**Assigned task:** Print the records exactly. Miss nothing.

Provided information below:

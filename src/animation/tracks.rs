use crate::animation::values::Interpolatable;

/// The pair of keys bracketing a query time, plus the blend factor between them.
///
/// `t_lower`/`t_upper` are the effective key times, which differ from the
/// stored times when the segment crosses the loop seam.
#[derive(Debug, Clone, Copy, PartialEq)]
pub struct Segment {
    pub lower: usize,
    pub upper: usize,
    pub t_lower: f32,
    pub t_upper: f32,
    pub factor: f32,
}

impl Segment {
    const fn hold(index: usize, time: f32) -> Self {
        Self {
            lower: index,
            upper: index,
            t_lower: time,
            t_upper: time,
            factor: 0.0,
        }
    }
}

/// Keys of one animated property. Times are in seconds, strictly increasing.
#[derive(Debug, Clone, PartialEq, Default)]
pub struct KeyframeTrack<T: Interpolatable> {
    pub times: Vec<f32>,
    pub values: Vec<T>,
}

impl<T: Interpolatable> KeyframeTrack<T> {
    #[must_use]
    pub fn new(times: Vec<f32>, values: Vec<T>) -> Self {
        debug_assert_eq!(times.len(), values.len(), "keyframe times and values differ in length");
        debug_assert!(
            times.windows(2).all(|w| w[0] < w[1]),
            "keyframe times must be strictly increasing"
        );
        Self { times, values }
    }

    #[inline]
    #[must_use]
    pub fn len(&self) -> usize {
        self.times.len()
    }

    #[inline]
    #[must_use]
    pub fn is_empty(&self) -> bool {
        self.times.is_empty()
    }

    /// Time of the last key, or 0 for an empty track.
    #[must_use]
    pub fn end_time(&self) -> f32 {
        self.times.last().copied().unwrap_or(0.0)
    }

    /// Finds the keys bracketing `time` on a track that loops every `period`
    /// seconds.
    ///
    /// Past the last key the segment runs from the last key to the first key
    /// one loop later; before (or at) the first key it runs from the last key
    /// one loop earlier to the first key. A non-positive `period` holds the
    /// end values instead of wrapping.
    #[must_use]
    pub fn segment(&self, time: f32, period: f32) -> Option<Segment> {
        let len = self.times.len();
        match len {
            0 => return None,
            1 => return Some(Segment::hold(0, self.times[0])),
            _ => {}
        }

        let first = self.times[0];
        let last = self.times[len - 1];
        let wraps = period > 0.0;

        let (lower, upper, t_lower, t_upper) = if time > last {
            if !wraps {
                return Some(Segment::hold(len - 1, last));
            }
            (len - 1, 0, last, first + seam_offset(first, last, period))
        } else {
            // Number of keys strictly before `time`
            let before = self.times.partition_point(|&t| t < time);
            if before == 0 {
                if !wraps {
                    return Some(Segment::hold(0, first));
                }
                (len - 1, 0, last - seam_offset(first, last, period), first)
            } else {
                let lower = before - 1;
                (lower, lower + 1, self.times[lower], self.times[lower + 1])
            }
        };

        let span = t_upper - t_lower;
        let factor = if span > 0.0 { (time - t_lower) / span } else { 1.0 };
        debug_assert!(
            (0.0..=1.0).contains(&factor),
            "interpolation factor {factor} out of range at time {time}"
        );

        Some(Segment {
            lower,
            upper,
            t_lower,
            t_upper,
            factor: factor.clamp(0.0, 1.0),
        })
    }

    /// Interpolated value at `time`, or `None` for an empty track.
    ///
    /// A factor of exactly 0 or 1 yields the stored key value unchanged.
    #[must_use]
    pub fn sample(&self, time: f32, period: f32) -> Option<T> {
        let seg = self.segment(time, period)?;
        Some(if seg.factor == 0.0 {
            self.values[seg.lower]
        } else if seg.factor == 1.0 {
            self.values[seg.upper]
        } else {
            T::interpolate_linear(self.values[seg.lower], self.values[seg.upper], seg.factor)
        })
    }
}

/// Smallest whole number of periods that moves a key from one end of
/// `[first, last]` strictly past the other.
fn seam_offset(first: f32, last: f32, period: f32) -> f32 {
    let mut loops = (((last - first) / period).floor() + 1.0).max(1.0);
    // Rounding in the division can land exactly on the far key
    if first + loops * period <= last {
        loops += 1.0;
    }
    loops * period
}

End of Provided information.

**Answer section:**
filename src/animation/tracks.rs
use crate::animation::values::Interpolatable;

/// The pair of keys bracketing a query time, plus the blend factor between them.
///
/// `t_lower`/`t_upper` are the effective key times, which differ from the
/// stored times when the segment crosses the loop seam.
#[derive(Debug, Clone, Copy, PartialEq)]
pub struct Segment {
    pub lower: usize,
    pub upper: usize,
    pub t_lower: f32,
    pub t_upper: f32,
    pub factor: f32,
}

impl Segment {
    const fn hold(index: usize, time: f32) -> Self {
        Self {
            lower: index,
            upper: index,
            t_lower: time,
            t_upper: time,
            factor: 0.0,
        }
    }
}

/// Keys of one animated property. Times are in seconds, strictly increasing.
#[derive(Debug, Clone, PartialEq, Default)]
pub struct KeyframeTrack<T: Interpolatable> {
    pub times: Vec<f32>,
    pub values: Vec<T>,
}

impl<T: Interpolatable> KeyframeTrack<T> {
    #[must_use]
    pub fn new(times: Vec<f32>, values: Vec<T>) -> Self {
        debug_assert_eq!(times.len(), values.len(), "keyframe times and values differ in length");
        debug_assert!(
            times.windows(2).all(|w| w[0] < w[1]),
            "keyframe times must be strictly increasing"
        );
        Self { times, values }
    }

    #[inline]
    #[must_use]
    pub fn len(&self) -> usize {
        self.times.len()
    }

    #[inline]
    #[must_use]
    pub fn is_empty(&self) -> bool {
        self.times.is_empty()
    }

    /// Time of the last key, or 0 for an empty track.
    #[must_use]
    pub fn end_time(&self) -> f32 {
        self.times.last().copied().unwrap_or(0.0)
    }

    /// Finds the keys bracketing `time` on a track that loops every `period`
    /// seconds.
    ///
    /// Past the last key the segment runs from the last key to the first key
    /// one loop later; before (or at) the first key it runs from the last key
    /// one loop earlier to the first key. A non-positive `period` holds the
    /// end values instead of wrapping.
    #[must_use]
    pub fn segment(&self, time: f32, period: f32) -> Option<Segment> {
        let len = self.times.len();
        match len {
            0 => return None,
            1 => return Some(Segment::hold(0, self.times[0])),
            _ => {}
        }

        let first = self.times[0];
        let last = self.times[len - 1];
        let wraps = period > 0.0;

        let (lower, upper, t_lower, t_upper) = if time > last {
            if !wraps {
                return Some(Segment::hold(len - 1, last));
            }
            (len - 1, 0, last, first + seam_offset(first, last, period))
        } else {
            // Number of keys strictly before `time`
            let before = self.times.partition_point(|&t| t < time);
            if before == 0 {
                if !wraps {
                    return Some(Segment::hold(0, first));
                }
                (len - 1, 0, last - seam_offset(first, last, period), first)
            } else {
                let lower = before - 1;
                (lower, lower + 1, self.times[lower], self.times[lower + 1])
            }
        };

        let span = t_upper - t_lower;
        let factor = if span > 0.0 { (time - t_lower) / span } else { 1.0 };
        debug_assert!(
            (0.0..=1.0).contains(&factor),
            "interpolation factor {factor} out of range at time {time}"
        );

        Some(Segment {
            lower,
            upper,
            t_lower,
            t_upper,
            factor: factor.clamp(0.0, 1.0),
        })
    }

    /// Interpolated value at `time`, or `None` for an empty track.
    ///
    /// A factor of exactly 0 or 1 yields the stored key value unchanged.
    #[must_use]
    pub fn sample(&self, time: f32, period: f32) -> Option<T> {
        let seg = self.segment(time, period)?;
        Some(if seg.factor == 0.0 {
            self.values[seg.lower]
        } else if seg.factor == 1.0 {
            self.values[seg.upper]
        } else {
            T::interpolate_linear(self.values[seg.lower], self.values[seg.upper], seg.factor)
        })
    }
}

/// Smallest whole number of periods that moves a key from one end of
/// `[first, last]` strictly past the other.
fn seam_offset(first: f32, last: f32, period: f32) -> f32 {
    let mut loops = (((last - first) / period).floor() + 1.0).max(1.0);
    // Rounding in the division can land exactly on the far key
    if first + loops * period <= last {
        loops += 1.0;
    }
    loops * period
}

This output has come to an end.